[Problem details]
Transcribe exactly each line of the entries, from the opening line to the line with "View an 8-bit", with both of those lines included.

[Dataset extract]
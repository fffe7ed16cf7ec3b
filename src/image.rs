use derive_more::{Deref, DerefMut};
use image::{GrayImage, ImageBuffer, Luma};
use ndarray::{azip, s, Array2, ArrayView2};
use std::f32;
use wide::f32x4;

type GrayFloatBuffer = ImageBuffer<Luma<f32>, Vec<f32>>;

/// Unit float copy of an 8-bit layer, used for descriptor sampling.
///
/// The pyramid and the corner test stay on 8-bit data. Only the descriptor
/// comparisons read this smoothed version so that single-pixel noise does not
/// flip bits.
#[derive(Debug, Clone, Deref, DerefMut)]
pub struct GrayFloatImage(pub GrayFloatBuffer);

impl GrayFloatImage {
    /// Convert an 8-bit grayscale image into values between 0 and 1.
    pub fn from_gray(image: &GrayImage) -> Self {
        Self(ImageBuffer::from_fn(image.width(), image.height(), |x, y| {
            Luma([f32::from(image[(x, y)][0]) / 255f32])
        }))
    }

    pub fn width(&self) -> usize {
        self.0.width() as usize
    }

    pub fn height(&self) -> usize {
        self.0.height() as usize
    }

    pub fn get(&self, x: usize, y: usize) -> f32 {
        self.0.as_raw()[y * self.width() + x]
    }
}

/// View an 8-bit image as a `height x width` array.
pub fn gray_view(image: &GrayImage) -> ArrayView2<'_, u8> {
    let width = image.width() as usize;
    let height = image.height() as usize;
    ArrayView2::from_shape((height, width), &image.as_raw()[..width * height])
        .expect("image buffer holds at least width * height pixels")
}

/// Shrink an image by an integer factor, averaging each `factor x factor` tile.
///
/// Trailing rows and columns that do not fill a whole tile are dropped.
pub fn downscale(image: &GrayImage, factor: u32) -> GrayImage {
    debug_assert!(factor >= 2);
    let f = factor as usize;
    let width = image.width() as usize / f;
    let height = image.height() as usize / f;
    let area = (f * f) as u32;
    let mut out = Array2::<u8>::zeros((height, width));
    azip!((
        out in &mut out,
        window in gray_view(image).slice(s![..height * f, ..width * f]).exact_chunks((f, f)),
    ) {
        let sum: u32 = window.iter().map(|&v| u32::from(v)).sum();
        *out = ((sum + area / 2) / area) as u8;
    });
    GrayImage::from_raw(width as u32, height as u32, out.into_raw_vec())
        .expect("raw vector didn't have enough pixels for the image")
}

/// Pack a kernel into 4-lane chunks, padded with zeros.
fn simd_kernel(kernel: &[f32]) -> Vec<f32x4> {
    kernel
        .chunks(4)
        .map(|chunk| {
            let mut data = [0f32; 4];
            data[..chunk.len()].copy_from_slice(chunk);
            f32x4::new(data)
        })
        .collect()
}

fn apply_simd(window: &[f32], kernel: &[f32x4]) -> f32 {
    window
        .chunks_exact(4)
        .map(|chunk| f32x4::new([chunk[0], chunk[1], chunk[2], chunk[3]]))
        .zip(kernel.iter())
        .fold(f32x4::splat(0.), |acc, (a, b)| a.mul_add(*b, acc))
        .reduce_add()
}

pub fn horizontal_filter(image: &GrayFloatBuffer, kernel: &[f32]) -> GrayFloatBuffer {
    let kernel_size = kernel.len();
    debug_assert!(kernel_size % 2 == 1);
    let kernel_half_size = kernel_size / 2;
    let width = image.width() as usize;
    let height = image.height() as usize;
    let mut output = vec![0.0; width * height];
    let kernel_simd = simd_kernel(kernel);
    let kernel_simd_size = kernel_simd.len() * 4;
    let kernel_simd_extra_elements = kernel_simd_size - kernel_size;
    // Each row is padded by replicating its edge values.
    let mut scratch = vec![0f32; width + kernel_half_size * 2 + kernel_simd_extra_elements];
    for (row_in, row_out) in image
        .as_raw()
        .chunks_exact(width)
        .zip(output.chunks_exact_mut(width))
    {
        scratch[0..kernel_half_size].fill(row_in[0]);
        scratch[kernel_half_size..kernel_half_size + width].copy_from_slice(row_in);
        scratch[kernel_half_size + width..2 * kernel_half_size + width].fill(row_in[width - 1]);
        scratch[2 * kernel_half_size + width..].fill(0.);
        scratch
            .windows(kernel_simd_size)
            .zip(row_out)
            .for_each(|(window, output)| *output = apply_simd(window, &kernel_simd));
    }
    GrayFloatBuffer::from_raw(width as u32, height as u32, output)
        .expect("output has width * height pixels")
}

pub fn vertical_filter(image: &GrayFloatBuffer, kernel: &[f32]) -> GrayFloatBuffer {
    let kernel_size = kernel.len();
    debug_assert!(kernel_size % 2 == 1);
    let kernel_half_size = kernel_size / 2;
    let width = image.width() as usize;
    let height = image.height() as usize;
    let mut output = vec![0.0; width * height];
    let kernel_simd = simd_kernel(kernel);
    let kernel_simd_size = kernel_simd.len() * 4;
    let kernel_simd_extra_elements = kernel_simd_size - kernel_size;
    // Columns are copied into a scratch buffer 16 at a time (one cache line).
    const SCRATCH_WIDTH: usize = 16;
    let scratch_height = height + kernel_half_size * 2 + kernel_simd_extra_elements;
    let mut scratch = vec![0f32; SCRATCH_WIDTH * scratch_height];
    let image = image.as_raw();
    for x_s in (0..width).step_by(SCRATCH_WIDTH) {
        let x_e = (x_s + SCRATCH_WIDTH).min(width);
        let image_last_row_start = (height - 1) * width;
        for x in x_s..x_e {
            let col = &mut scratch[(x - x_s) * scratch_height..(x - x_s + 1) * scratch_height];
            col[..kernel_half_size].fill(image[x]);
            for y in 0..height {
                col[kernel_half_size + y] = image[y * width + x];
            }
            col[kernel_half_size + height..2 * kernel_half_size + height]
                .fill(image[image_last_row_start + x]);
            col[2 * kernel_half_size + height..].fill(0.);
        }
        scratch
            .chunks(scratch_height)
            .take(x_e - x_s)
            .enumerate()
            .for_each(|(dx, col)| {
                col.windows(kernel_simd_size)
                    .take(height)
                    .enumerate()
                    .for_each(|(y, window)| {
                        output[y * width + x_s + dx] = apply_simd(window, &kernel_simd);
                    });
            });
    }
    GrayFloatBuffer::from_raw(width as u32, height as u32, output)
        .expect("output has width * height pixels")
}

pub fn separable_filter(
    image: &GrayFloatBuffer,
    h_kernel: &[f32],
    v_kernel: &[f32],
) -> GrayFloatBuffer {
    let h = horizontal_filter(image, h_kernel);
    vertical_filter(&h, v_kernel)
}

/// The Gaussian function.
///
/// # Arguments
/// * `x` - the offset.
/// * `r` - sigma.
fn gaussian(x: f32, r: f32) -> f32 {
    ((2.0 * f32::consts::PI).sqrt() * r).recip() * (-x.powi(2) / (2.0 * r.powi(2))).exp()
}

/// Generate a normalized Gaussian kernel.
///
/// # Arguments
/// * `r` - sigma.
/// * `kernel_size` - The size of the kernel, must be odd.
pub fn gaussian_kernel(r: f32, kernel_size: usize) -> Vec<f32> {
    assert!(kernel_size % 2 == 1, "kernel_size must be odd");
    let half_width = (kernel_size / 2) as i32;
    let mut kernel: Vec<f32> = (-half_width..=half_width)
        .map(|i| gaussian(i as f32, r))
        .collect();
    let sum: f32 = kernel.iter().sum();
    for val in kernel.iter_mut() {
        *val /= sum;
    }
    kernel
}

/// Perform Gaussian blur on an image.
///
/// A non-positive sigma returns the image unchanged.
pub fn gaussian_blur(image: &GrayFloatImage, r: f32) -> GrayFloatImage {
    if r <= 0.0 || image.width() == 0 || image.height() == 0 {
        return image.clone();
    }
    let kernel_radius = (2.0 * r).ceil() as usize;
    let kernel_size = kernel_radius * 2 + 1;
    let kernel = gaussian_kernel(r, kernel_size);
    GrayFloatImage(separable_filter(image, &kernel, &kernel))
}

[Exercise response]
repository fffe7ed16cf7ec3b
filename src/image.rs
use derive_more::{Deref, DerefMut};
use image::{GrayImage, ImageBuffer, Luma};
use ndarray::{azip, s, Array2, ArrayView2};
use std::f32;
use wide::f32x4;

type GrayFloatBuffer = ImageBuffer<Luma<f32>, Vec<f32>>;

/// Unit float copy of an 8-bit layer, used for descriptor sampling.
///
/// The pyramid and the corner test stay on 8-bit data. Only the descriptor
/// comparisons read this smoothed version so that single-pixel noise does not
/// flip bits.
#[derive(Debug, Clone, Deref, DerefMut)]
pub struct GrayFloatImage(pub GrayFloatBuffer);

impl GrayFloatImage {
    /// Convert an 8-bit grayscale image into values between 0 and 1.
    pub fn from_gray(image: &GrayImage) -> Self {
        Self(ImageBuffer::from_fn(image.width(), image.height(), |x, y| {
            Luma([f32::from(image[(x, y)][0]) / 255f32])
        }))
    }

    pub fn width(&self) -> usize {
        self.0.width() as usize
    }

    pub fn height(&self) -> usize {
        self.0.height() as usize
    }

    pub fn get(&self, x: usize, y: usize) -> f32 {
        self.0.as_raw()[y * self.width() + x]
    }
}

/// View an 8-bit image as a `height x width` array.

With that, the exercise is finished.